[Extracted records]
★ ★ ★ ★ ★ ★ ★
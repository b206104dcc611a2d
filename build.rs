use std::process::Command;

fn main() {
    let build_date = chrono::Utc::now()
        .format("%Y-%m-%d %H:%M:%S UTC")
        .to_string();
    println!("cargo:rustc-env=SITEAUDIT_BUILD_DATE={build_date}");

    let git_hash = git(&["rev-parse", "--short", "HEAD"]).unwrap_or_else(|| "unknown".into());
    println!("cargo:rustc-env=SITEAUDIT_GIT_HASH={git_hash}");

    println!("cargo:rerun-if-changed=.git/HEAD");
    println!("cargo:rerun-if-changed=.git/refs/heads/");
}

fn git(args: &[&str]) -> Option<String> {
    let output = Command::new("git").args(args).output().ok()?;
    if !output.status.success() {
        return None;
    }
    let text = String::from_utf8_lossy(&output.stdout).trim().to_string();
    (!text.is_empty()).then_some(text)
}
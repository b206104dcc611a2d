//! Chromium DevTools Protocol adapter for the siteaudit engine.
//!
//! The adapter owns a single browser connection, tracks the pages attached to it and
//! republishes the CDP events the audit cares about (console output, uncaught exceptions,
//! HTTP responses, lifecycle changes) as [`events::RawEvent`]s on a broadcast bus.

use std::{env, path::PathBuf};
use tokio::sync::broadcast;
use which::which;

pub mod ids {
    use serde::{Deserialize, Serialize};
    use uuid::Uuid;

    /// Identifier for a page/tab attached to the adapter.
    #[derive(Clone, Copy, Debug, Eq, PartialEq, Hash, Serialize, Deserialize)]
    pub struct PageId(pub Uuid);

    /// Adapter-local identifier for the CDP session bound to a page.
    #[derive(Clone, Copy, Debug, Eq, PartialEq, Hash, Serialize, Deserialize)]
    pub struct SessionId(pub Uuid);

    impl PageId {
        pub fn new() -> Self {
            Self(Uuid::new_v4())
        }
    }

    impl Default for PageId {
        fn default() -> Self {
            Self::new()
        }
    }

    impl SessionId {
        pub fn new() -> Self {
            Self(Uuid::new_v4())
        }
    }

    impl Default for SessionId {
        fn default() -> Self {
            Self::new()
        }
    }
}

pub mod error {
    use serde::{Deserialize, Serialize};
    use std::fmt;
    use thiserror::Error;

    /// High-level error categories surfaced by the adapter.
    #[derive(Clone, Debug, Error, Serialize, Deserialize, PartialEq, Eq)]
    pub enum AdapterErrorKind {
        #[error("navigation timed out")]
        NavTimeout,
        #[error("navigation failed")]
        NavFailed,
        #[error("browser launch failed")]
        Launch,
        #[error("cdp i/o failure")]
        CdpIo,
        #[error("page not found")]
        PageNotFound,
        #[error("script evaluation failed")]
        Script,
        #[error("internal error")]
        Internal,
    }

    /// Error returned by every adapter operation.
    #[derive(Clone, Debug, Serialize, Deserialize)]
    pub struct AdapterError {
        pub kind: AdapterErrorKind,
        pub hint: Option<String>,
        pub retriable: bool,
        pub data: Option<serde_json::Value>,
    }

    impl fmt::Display for AdapterError {
        fn fmt(&self, f: &mut fmt::Formatter<'_>) -> fmt::Result {
            write!(f, "{}", self.kind)?;
            if let Some(hint) = &self.hint {
                write!(f, ": {}", hint)?;
            }
            Ok(())
        }
    }

    impl std::error::Error for AdapterError {}

    impl AdapterError {
        pub fn new(kind: AdapterErrorKind) -> Self {
            Self {
                kind,
                hint: None,
                retriable: false,
                data: None,
            }
        }

        pub fn with_hint(mut self, hint: impl Into<String>) -> Self {
            self.hint = Some(hint.into());
            self
        }

        pub fn retriable(mut self, flag: bool) -> Self {
            self.retriable = flag;
            self
        }

        pub fn with_data(mut self, data: serde_json::Value) -> Self {
            self.data = Some(data);
            self
        }

        pub fn is_timeout(&self) -> bool {
            self.kind == AdapterErrorKind::NavTimeout
        }
    }
}

pub mod events {
    use super::ids::PageId;
    use serde::{Deserialize, Serialize};

    /// Console severities as reported by `Runtime.consoleAPICalled` and `Log.entryAdded`.
    #[derive(Clone, Copy, Debug, PartialEq, Eq, Serialize, Deserialize)]
    #[serde(rename_all = "lowercase")]
    pub enum ConsoleLevel {
        Debug,
        Info,
        Log,
        Warning,
        Error,
    }

    impl ConsoleLevel {
        /// Maps a `Runtime.consoleAPICalled` call type.
        pub fn from_api_type(kind: &str) -> Self {
            match kind {
                "error" | "assert" => ConsoleLevel::Error,
                "warning" => ConsoleLevel::Warning,
                "debug" => ConsoleLevel::Debug,
                "info" => ConsoleLevel::Info,
                _ => ConsoleLevel::Log,
            }
        }

        /// Maps a `Log.entryAdded` entry level.
        pub fn from_log_level(level: &str) -> Self {
            match level {
                "error" => ConsoleLevel::Error,
                "warning" => ConsoleLevel::Warning,
                "verbose" => ConsoleLevel::Debug,
                _ => ConsoleLevel::Info,
            }
        }
    }

    /// Where a console message originated.
    #[derive(Clone, Copy, Debug, PartialEq, Eq, Serialize, Deserialize)]
    #[serde(rename_all = "lowercase")]
    pub enum ConsoleSource {
        /// Page script calling `console.*`.
        Api,
        /// Browser-generated log entry (network, security, violation...).
        Browser,
    }

    /// Events published by the adapter, one per relevant CDP notification.
    #[derive(Clone, Debug, Serialize, Deserialize)]
    pub enum RawEvent {
        PageLifecycle {
            page: PageId,
            phase: String,
            ts: u64,
        },
        PageNavigated {
            page: PageId,
            url: String,
            ts: u64,
        },
        ConsoleMessage {
            page: PageId,
            level: ConsoleLevel,
            source: ConsoleSource,
            text: String,
            ts: u64,
        },
        ExceptionThrown {
            page: PageId,
            message: String,
            stack: Option<String>,
            ts: u64,
        },
        ResponseReceived {
            page: PageId,
            url: String,
            status: i64,
            method: String,
            ts: u64,
        },
        Error {
            page: Option<PageId>,
            message: String,
        },
    }

    impl RawEvent {
        pub fn page(&self) -> Option<PageId> {
            match self {
                RawEvent::PageLifecycle { page, .. }
                | RawEvent::PageNavigated { page, .. }
                | RawEvent::ConsoleMessage { page, .. }
                | RawEvent::ExceptionThrown { page, .. }
                | RawEvent::ResponseReceived { page, .. } => Some(*page),
                RawEvent::Error { page, .. } => *page,
            }
        }
    }
}

pub mod config {
    use crate::detect_chrome_executable;
    use serde::{Deserialize, Serialize};
    use std::{env, path::PathBuf};

    /// Configuration for launching (or attaching to) Chromium.
    #[derive(Clone, Debug, Serialize, Deserialize)]
    pub struct CdpConfig {
        pub executable: PathBuf,
        pub user_data_dir: PathBuf,
        pub headless: bool,
        pub no_sandbox: bool,
        pub default_deadline_ms: u64,
        pub launch_timeout_ms: u64,
        pub heartbeat_interval_ms: u64,
        /// Attach to an already running browser instead of launching one.
        pub websocket_url: Option<String>,
    }

    impl Default for CdpConfig {
        fn default() -> Self {
            Self {
                executable: detect_chrome_executable().unwrap_or_default(),
                user_data_dir: default_profile_dir(),
                headless: resolve_headless_default(),
                no_sandbox: resolve_flag("SITEAUDIT_DISABLE_SANDBOX"),
                default_deadline_ms: 30_000,
                launch_timeout_ms: 20_000,
                heartbeat_interval_ms: 15_000,
                websocket_url: None,
            }
        }
    }

    impl CdpConfig {
        /// True when the adapter launches the browser itself and must close it on shutdown.
        pub fn owns_browser(&self) -> bool {
            self.websocket_url.is_none()
        }
    }

    fn resolve_headless_default() -> bool {
        match env::var("SITEAUDIT_HEADLESS") {
            Ok(value) => {
                let lower = value.to_ascii_lowercase();
                !matches!(lower.as_str(), "0" | "false" | "no" | "off")
            }
            Err(_) => true,
        }
    }

    fn resolve_flag(key: &str) -> bool {
        env::var(key)
            .map(|v| matches!(v.to_ascii_lowercase().as_str(), "1" | "true" | "yes" | "on"))
            .unwrap_or(false)
    }

    fn default_profile_dir() -> PathBuf {
        if let Ok(path) = env::var("SITEAUDIT_CHROME_PROFILE") {
            return PathBuf::from(path);
        }
        env::temp_dir().join("siteaudit-profile")
    }
}

/// Locates a Chrome/Chromium binary: `SITEAUDIT_CHROME`, then `PATH`, then OS defaults.
pub fn detect_chrome_executable() -> Option<PathBuf> {
    if let Ok(raw) = env::var("SITEAUDIT_CHROME") {
        let trimmed = raw.trim();
        if !trimmed.is_empty() {
            let candidate = PathBuf::from(trimmed);
            if candidate.exists() {
                return Some(candidate);
            }
        }
    }

    if let Some(path) = chrome_executable_names()
        .iter()
        .find_map(|name| which(name).ok())
    {
        return Some(path);
    }

    let skip_defaults = env::var("SITEAUDIT_SKIP_OS_PATHS")
        .map(|value| !value.trim().is_empty())
        .unwrap_or(false);
    if skip_defaults {
        return None;
    }

    os_specific_chrome_paths()
        .into_iter()
        .find(|candidate| candidate.exists())
}

fn chrome_executable_names() -> &'static [&'static str] {
    #[cfg(target_os = "windows")]
    {
        &["chrome.exe", "chromium.exe", "msedge.exe"]
    }

    #[cfg(not(target_os = "windows"))]
    {
        &[
            "google-chrome-stable",
            "google-chrome",
            "chromium",
            "chromium-browser",
        ]
    }
}

fn os_specific_chrome_paths() -> Vec<PathBuf> {
    #[cfg(target_os = "windows")]
    {
        ["PROGRAMFILES", "PROGRAMFILES(X86)", "LOCALAPPDATA"]
            .iter()
            .filter_map(|key| env::var(key).ok())
            .map(|root| PathBuf::from(root.trim()))
            .flat_map(|root| {
                [
                    root.join("Google/Chrome/Application/chrome.exe"),
                    root.join("Chromium/Application/chrome.exe"),
                    root.join("Microsoft/Edge/Application/msedge.exe"),
                ]
            })
            .collect()
    }

    #[cfg(target_os = "macos")]
    {
        vec![
            PathBuf::from("/Applications/Google Chrome.app/Contents/MacOS/Google Chrome"),
            PathBuf::from("/Applications/Chromium.app/Contents/MacOS/Chromium"),
        ]
    }

    #[cfg(not(any(target_os = "windows", target_os = "macos")))]
    {
        vec![
            PathBuf::from("/usr/bin/google-chrome-stable"),
            PathBuf::from("/usr/bin/google-chrome"),
            PathBuf::from("/usr/bin/chromium-browser"),
            PathBuf::from("/usr/bin/chromium"),
        ]
    }
}

pub mod adapter;
pub mod commands;
pub mod metrics;
pub mod registry;
pub mod transport;
pub mod util;

pub use adapter::{Cdp, CdpAdapter, EventBus};
pub use commands::{NavigateOptions, Navigation};
pub use config::CdpConfig;
pub use error::{AdapterError, AdapterErrorKind};
pub use events::{ConsoleLevel, ConsoleSource, RawEvent};
pub use ids::{PageId, SessionId};
pub use metrics::AdapterMetricsSnapshot;
pub use transport::{CdpTransport, ChromiumTransport, CommandTarget, TransportEvent};

/// Subscription handle for adapter events.
pub type EventStream = broadcast::Receiver<RawEvent>;

/// Creates the broadcast bus the adapter publishes on.
pub fn event_bus(buffer: usize) -> (EventBus, EventStream) {
    broadcast::channel(buffer)
}

#[cfg(test)]
mod tests {
    use super::events::ConsoleLevel;
    use super::{chrome_executable_names, detect_chrome_executable};
    use serial_test::serial;
    use std::{env, fs};
    use tempfile::tempdir;

    #[test]
    #[serial]
    fn detects_from_env_var() {
        let dir = tempdir().unwrap();
        let exe_path = dir.path().join("my-chrome");
        fs::write(&exe_path, b"").unwrap();
        let original = env::var("SITEAUDIT_CHROME").ok();
        env::set_var("SITEAUDIT_CHROME", exe_path.to_string_lossy().to_string());
        let detected = detect_chrome_executable();
        match original {
            Some(value) => env::set_var("SITEAUDIT_CHROME", value),
            None => env::remove_var("SITEAUDIT_CHROME"),
        }
        assert_eq!(detected, Some(exe_path));
    }

    #[test]
    #[serial]
    fn detects_from_path_entries() {
        let dir = tempdir().unwrap();
        let name = chrome_executable_names()[0];
        let exe_path = dir.path().join(name);
        fs::write(&exe_path, b"").unwrap();
        #[cfg(unix)]
        {
            use std::os::unix::fs::PermissionsExt;
            fs::set_permissions(&exe_path, fs::Permissions::from_mode(0o755)).unwrap();
        }
        let saved: Vec<(&str, Option<String>)> =
            ["PATH", "SITEAUDIT_CHROME", "SITEAUDIT_SKIP_OS_PATHS"]
                .into_iter()
                .map(|key| (key, env::var(key).ok()))
                .collect();
        env::set_var("SITEAUDIT_CHROME", "");
        env::set_var("SITEAUDIT_SKIP_OS_PATHS", "1");
        env::set_var("PATH", dir.path());
        let detected = detect_chrome_executable();
        for (key, value) in saved {
            match value {
                Some(value) => env::set_var(key, value),
                None => env::remove_var(key),
            }
        }
        assert_eq!(detected, Some(exe_path));
    }

    #[test]
    fn console_levels_follow_cdp_vocabulary() {
        assert_eq!(ConsoleLevel::from_api_type("error"), ConsoleLevel::Error);
        assert_eq!(ConsoleLevel::from_api_type("assert"), ConsoleLevel::Error);
        assert_eq!(ConsoleLevel::from_api_type("warning"), ConsoleLevel::Warning);
        assert_eq!(ConsoleLevel::from_api_type("table"), ConsoleLevel::Log);
        assert_eq!(ConsoleLevel::from_log_level("verbose"), ConsoleLevel::Debug);
        assert_eq!(ConsoleLevel::from_log_level("error"), ConsoleLevel::Error);
    }
}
★ ★ ★ ★ ★ ★ ★
* [PROBLEM]:
All that is needed is how many lines of the data contain "bool", stated as a number.

* [RESPONSE]:
8